▶ [Goal of the exercise] If a line of the material contains "value", copy it.

▶ [Given information]

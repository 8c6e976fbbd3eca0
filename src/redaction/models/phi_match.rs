//! PHI match data models

use serde::{Deserialize, Serialize};
use std::collections::{BTreeMap, BTreeSet};
use std::fmt;

/// PHI category: the HIPAA Safe Harbor identifiers plus clinical-context identifiers
#[derive(Debug, Clone, Copy, PartialEq, Eq, PartialOrd, Ord, Hash, Serialize, Deserialize)]
#[serde(rename_all = "SCREAMING_SNAKE_CASE")]
pub enum PhiCategory {
    // HIPAA Safe Harbor identifiers
    /// Names (first, middle, last, maiden, preferred)
    Name,
    /// Street addresses and city/state/ZIP lines
    Address,
    /// ZIP and postal codes
    ZipCode,
    /// Date elements
    Date,
    /// Date of birth
    Dob,
    /// Telephone numbers
    Phone,
    /// Fax numbers
    Fax,
    /// Email addresses
    Email,
    /// Social Security Numbers
    Ssn,
    /// Medical record and personal health numbers
    Mrn,
    /// Health plan, member, policy and carrier identifiers
    InsuranceId,
    /// Account numbers
    Account,
    /// Certificate/license numbers (NPI, DEA)
    License,
    /// Vehicle identifiers
    Vehicle,
    /// Device identifiers and serial numbers
    Device,
    /// Web URLs
    Url,
    /// IP addresses
    IpAddress,
    /// Biometric identifiers
    Biometric,
    /// References to photographs of the patient
    PhotoRef,
    /// Any other unique identifying number
    OtherId,

    // Clinical context identifiers
    /// Sex or gender
    Gender,
    /// Pronouns
    Pronouns,
    /// Sensitive diagnoses (gender-affirming care)
    SensitiveDx,
    /// Race or ethnicity
    RaceEthnicity,
    /// Tax identification numbers
    Tin,
    /// Occupation or employer
    Occupation,
    /// Age mentions
    Age,
    /// Ages over 89
    #[serde(rename = "AGE_90PLUS")]
    Age90Plus,
    /// Room and bed numbers
    Location,
    /// Admission, discharge and service dates
    ServiceDate,
    /// Name-like tokens found by dictionary or heuristic
    PossibleName,
}

impl PhiCategory {
    /// Placeholder label written into redacted text
    pub fn label(&self) -> &'static str {
        match self {
            Self::Name => "NAME",
            Self::Address => "ADDRESS",
            Self::ZipCode => "ZIP_CODE",
            Self::Date => "DATE",
            Self::Dob => "DOB",
            Self::Phone => "PHONE",
            Self::Fax => "FAX",
            Self::Email => "EMAIL",
            Self::Ssn => "SSN",
            Self::Mrn => "MRN",
            Self::InsuranceId => "INSURANCE_ID",
            Self::Account => "ACCOUNT",
            Self::License => "LICENSE",
            Self::Vehicle => "VEHICLE",
            Self::Device => "DEVICE",
            Self::Url => "URL",
            Self::IpAddress => "IP_ADDRESS",
            Self::Biometric => "BIOMETRIC",
            Self::PhotoRef => "PHOTO_REF",
            Self::OtherId => "OTHER_ID",
            Self::Gender => "GENDER",
            Self::Pronouns => "PRONOUNS",
            Self::SensitiveDx => "SENSITIVE_DX",
            Self::RaceEthnicity => "RACE_ETHNICITY",
            Self::Tin => "TIN",
            Self::Occupation => "OCCUPATION",
            Self::Age => "AGE",
            Self::Age90Plus => "AGE_90PLUS",
            Self::Location => "LOCATION",
            Self::ServiceDate => "SERVICE_DATE",
            Self::PossibleName => "POSSIBLE_NAME",
        }
    }

    /// Categories subject to the excluded-phrase filter
    pub fn is_name_like(&self) -> bool {
        matches!(self, Self::Name | Self::PossibleName)
    }
}

impl fmt::Display for PhiCategory {
    fn fmt(&self, f: &mut fmt::Formatter<'_>) -> fmt::Result {
        f.write_str(self.label())
    }
}

/// Set of proper-name tokens
///
/// Ordered so that re-scanning a buffer for propagated names always visits
/// tokens in the same order.
pub type NameTokenSet = BTreeSet<String>;

/// A detected PHI span in a canonical text buffer
///
/// `start` and `end` are byte offsets into the buffer and always fall on
/// character boundaries. `start < end`.
#[derive(Debug, Clone, PartialEq, Serialize, Deserialize)]
pub struct PhiMatch {
    /// Matched text
    pub text: String,
    /// Category of PHI
    pub category: PhiCategory,
    /// Start offset (inclusive)
    pub start: usize,
    /// End offset (exclusive)
    pub end: usize,
    /// Confidence score (0.0 - 1.0)
    pub confidence: f32,
}

impl PhiMatch {
    /// Create a new match
    pub fn new(
        text: impl Into<String>,
        category: PhiCategory,
        start: usize,
        end: usize,
        confidence: f32,
    ) -> Self {
        Self {
            text: text.into(),
            category,
            start,
            end,
            confidence: confidence.clamp(0.0, 1.0),
        }
    }

    /// Half-open interval intersection with `[start, end)`
    pub fn overlaps(&self, start: usize, end: usize) -> bool {
        self.start < end && start < self.end
    }

    /// Span length in bytes
    pub fn len(&self) -> usize {
        self.end - self.start
    }

    /// Whether the span is empty
    pub fn is_empty(&self) -> bool {
        self.start >= self.end
    }
}

/// Count matches per category
pub fn count_by_category(matches: &[PhiMatch]) -> BTreeMap<PhiCategory, usize> {
    let mut counts = BTreeMap::new();
    for m in matches {
        *counts.entry(m.category).or_insert(0) += 1;
    }
    counts
}

#[cfg(test)]
mod tests {
    use super::*;

    #[test]
    fn test_category_serializes_as_label() {
        let json = serde_json::to_string(&PhiCategory::Age90Plus).unwrap();
        assert_eq!(json, "\"AGE_90PLUS\"");

        let json = serde_json::to_string(&PhiCategory::IpAddress).unwrap();
        assert_eq!(json, format!("\"{}\"", PhiCategory::IpAddress.label()));

        let parsed: PhiCategory = serde_json::from_str("\"POSSIBLE_NAME\"").unwrap();
        assert_eq!(parsed, PhiCategory::PossibleName);
    }

    #[test]
    fn test_overlap_is_half_open() {
        let m = PhiMatch::new("John", PhiCategory::Name, 5, 9, 0.9);
        assert!(m.overlaps(8, 12));
        assert!(m.overlaps(0, 6));
        assert!(m.overlaps(6, 7));
        assert!(m.overlaps(0, 20));
        assert!(!m.overlaps(9, 12));
        assert!(!m.overlaps(0, 5));
    }

    #[test]
    fn test_confidence_is_clamped() {
        let m = PhiMatch::new("x", PhiCategory::OtherId, 0, 1, 1.4);
        assert_eq!(m.confidence, 1.0);
    }

    #[test]
    fn test_count_by_category() {
        let matches = vec![
            PhiMatch::new("a", PhiCategory::Name, 0, 1, 0.9),
            PhiMatch::new("b", PhiCategory::Name, 2, 3, 0.9),
            PhiMatch::new("c", PhiCategory::Email, 4, 5, 0.98),
        ];
        let counts = count_by_category(&matches);
        assert_eq!(counts.get(&PhiCategory::Name), Some(&2));
        assert_eq!(counts.get(&PhiCategory::Email), Some(&1));
        assert_eq!(counts.get(&PhiCategory::Ssn), None);
    }
}
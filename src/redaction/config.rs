//! Detection, geometry and audit configuration

use anyhow::{Context, Result};
use serde::{Deserialize, Serialize};
use std::fmt;
use std::path::PathBuf;
use std::str::FromStr;

/// Detection mode
///
/// Aggressive mode enables the low-confidence rule set and lowers the
/// acceptance threshold, trading precision for recall.
#[derive(Debug, Clone, Copy, PartialEq, Eq, Hash, Default, Serialize, Deserialize)]
#[serde(rename_all = "snake_case")]
pub enum DetectionMode {
    /// Threshold 0.7, aggressive-only rules disabled
    #[default]
    Normal,
    /// Threshold 0.5, all rules enabled
    Aggressive,
}

impl DetectionMode {
    /// Minimum confidence for a candidate to be accepted
    pub fn threshold(&self) -> f32 {
        match self {
            Self::Normal => 0.7,
            Self::Aggressive => 0.5,
        }
    }

    /// Whether aggressive-only rules and dictionaries are active
    pub fn is_aggressive(&self) -> bool {
        matches!(self, Self::Aggressive)
    }
}

impl fmt::Display for DetectionMode {
    fn fmt(&self, f: &mut fmt::Formatter<'_>) -> fmt::Result {
        match self {
            Self::Normal => write!(f, "normal"),
            Self::Aggressive => write!(f, "aggressive"),
        }
    }
}

impl FromStr for DetectionMode {
    type Err = anyhow::Error;

    fn from_str(s: &str) -> Result<Self> {
        match s.to_lowercase().as_str() {
            "normal" => Ok(Self::Normal),
            "aggressive" => Ok(Self::Aggressive),
            _ => anyhow::bail!("Invalid detection mode: {s}. Use 'normal' or 'aggressive'"),
        }
    }
}

/// Detection settings
#[derive(Debug, Clone, Default, Serialize, Deserialize)]
pub struct DetectionConfig {
    /// Detection mode
    #[serde(default)]
    pub mode: DetectionMode,

    /// Custom rule library replacing the built-in catalog
    #[serde(default)]
    pub pattern_library: Option<PathBuf>,
}

impl DetectionConfig {
    /// Validate detection settings
    pub fn validate(&self) -> Result<()> {
        if let Some(path) = &self.pattern_library {
            if !path.exists() {
                anyhow::bail!(
                    "detection.pattern_library file not found: {}",
                    path.display()
                );
            }
        }
        Ok(())
    }

    /// Apply environment variable overrides
    pub fn apply_env_overrides(&mut self) -> Result<()> {
        if let Ok(val) = std::env::var("PHI_REDACTOR_DETECTION_MODE") {
            self.mode = val
                .parse()
                .context("Invalid PHI_REDACTOR_DETECTION_MODE value")?;
        }

        if let Ok(val) = std::env::var("PHI_REDACTOR_DETECTION_PATTERN_LIBRARY") {
            self.pattern_library = Some(PathBuf::from(val));
        }

        Ok(())
    }
}

/// Settings for drawing redaction boxes on page images
#[derive(Debug, Clone, Serialize, Deserialize)]
pub struct GeometryConfig {
    /// Pixels added on every side of a word box
    #[serde(default = "default_padding")]
    pub padding: u32,

    /// RGB fill color of redaction boxes
    #[serde(default = "default_fill_color")]
    pub fill_color: [u8; 3],
}

fn default_padding() -> u32 {
    2
}

fn default_fill_color() -> [u8; 3] {
    [0, 0, 0]
}

impl Default for GeometryConfig {
    fn default() -> Self {
        Self {
            padding: default_padding(),
            fill_color: default_fill_color(),
        }
    }
}

impl GeometryConfig {
    /// Validate geometry settings
    pub fn validate(&self) -> Result<()> {
        if self.padding > 50 {
            anyhow::bail!("geometry.padding must be <= 50 pixels, got {}", self.padding);
        }
        Ok(())
    }

    /// Apply environment variable overrides
    pub fn apply_env_overrides(&mut self) -> Result<()> {
        if let Ok(val) = std::env::var("PHI_REDACTOR_GEOMETRY_PADDING") {
            self.padding = val
                .parse()
                .context("Invalid PHI_REDACTOR_GEOMETRY_PADDING value")?;
        }
        Ok(())
    }
}

/// Audit logging configuration
#[derive(Debug, Clone, Serialize, Deserialize)]
pub struct AuditConfig {
    /// Enable audit logging
    #[serde(default = "default_audit_enabled")]
    pub enabled: bool,

    /// Audit log file path
    #[serde(default = "default_audit_log_path")]
    pub log_path: PathBuf,

    /// Use JSON format for audit logs
    #[serde(default = "default_audit_json_format")]
    pub json_format: bool,
}

fn default_audit_enabled() -> bool {
    false
}

fn default_audit_log_path() -> PathBuf {
    PathBuf::from("./audit/redaction.log")
}

fn default_audit_json_format() -> bool {
    true
}

impl Default for AuditConfig {
    fn default() -> Self {
        Self {
            enabled: default_audit_enabled(),
            log_path: default_audit_log_path(),
            json_format: default_audit_json_format(),
        }
    }
}

impl AuditConfig {
    /// Validate audit configuration
    pub fn validate(&self) -> Result<()> {
        if self.enabled && self.log_path.as_os_str().is_empty() {
            anyhow::bail!("audit.log_path must be set when audit logging is enabled");
        }
        Ok(())
    }

    /// Apply environment variable overrides
    pub fn apply_env_overrides(&mut self) -> Result<()> {
        if let Ok(val) = std::env::var("PHI_REDACTOR_AUDIT_ENABLED") {
            self.enabled = val
                .parse()
                .context("Invalid PHI_REDACTOR_AUDIT_ENABLED value")?;
        }

        if let Ok(val) = std::env::var("PHI_REDACTOR_AUDIT_LOG_PATH") {
            self.log_path = PathBuf::from(val);
        }

        if let Ok(val) = std::env::var("PHI_REDACTOR_AUDIT_JSON_FORMAT") {
            self.json_format = val
                .parse()
                .context("Invalid PHI_REDACTOR_AUDIT_JSON_FORMAT value")?;
        }

        Ok(())
    }
}

/// Everything the redaction engine needs from configuration
#[derive(Debug, Clone)]
pub struct RedactionSettings {
    pub detection: DetectionConfig,
    pub geometry: GeometryConfig,
    pub audit: AuditConfig,
    /// Pages whose shorter side is below this are upscaled before recognition
    pub upscale_min_dimension: u32,
}

impl Default for RedactionSettings {
    fn default() -> Self {
        Self {
            detection: DetectionConfig::default(),
            geometry: GeometryConfig::default(),
            audit: AuditConfig::default(),
            upscale_min_dimension: crate::redaction::preprocess::DEFAULT_UPSCALE_MIN_DIMENSION,
        }
    }
}

impl RedactionSettings {
    /// Default settings with the given detection mode
    pub fn with_mode(mode: DetectionMode) -> Self {
        let mut settings = Self::default();
        settings.detection.mode = mode;
        settings
    }

    /// Validate all sections
    pub fn validate(&self) -> Result<()> {
        self.detection.validate()?;
        self.geometry.validate()?;
        self.audit.validate()?;
        Ok(())
    }
}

▶ [Worked solution]
                .context("Invalid PHI_REDACTOR_DETECTION_MODE value")?;
                .context("Invalid PHI_REDACTOR_GEOMETRY_PADDING value")?;
                .context("Invalid PHI_REDACTOR_AUDIT_ENABLED value")?;
                .context("Invalid PHI_REDACTOR_AUDIT_JSON_FORMAT value")?;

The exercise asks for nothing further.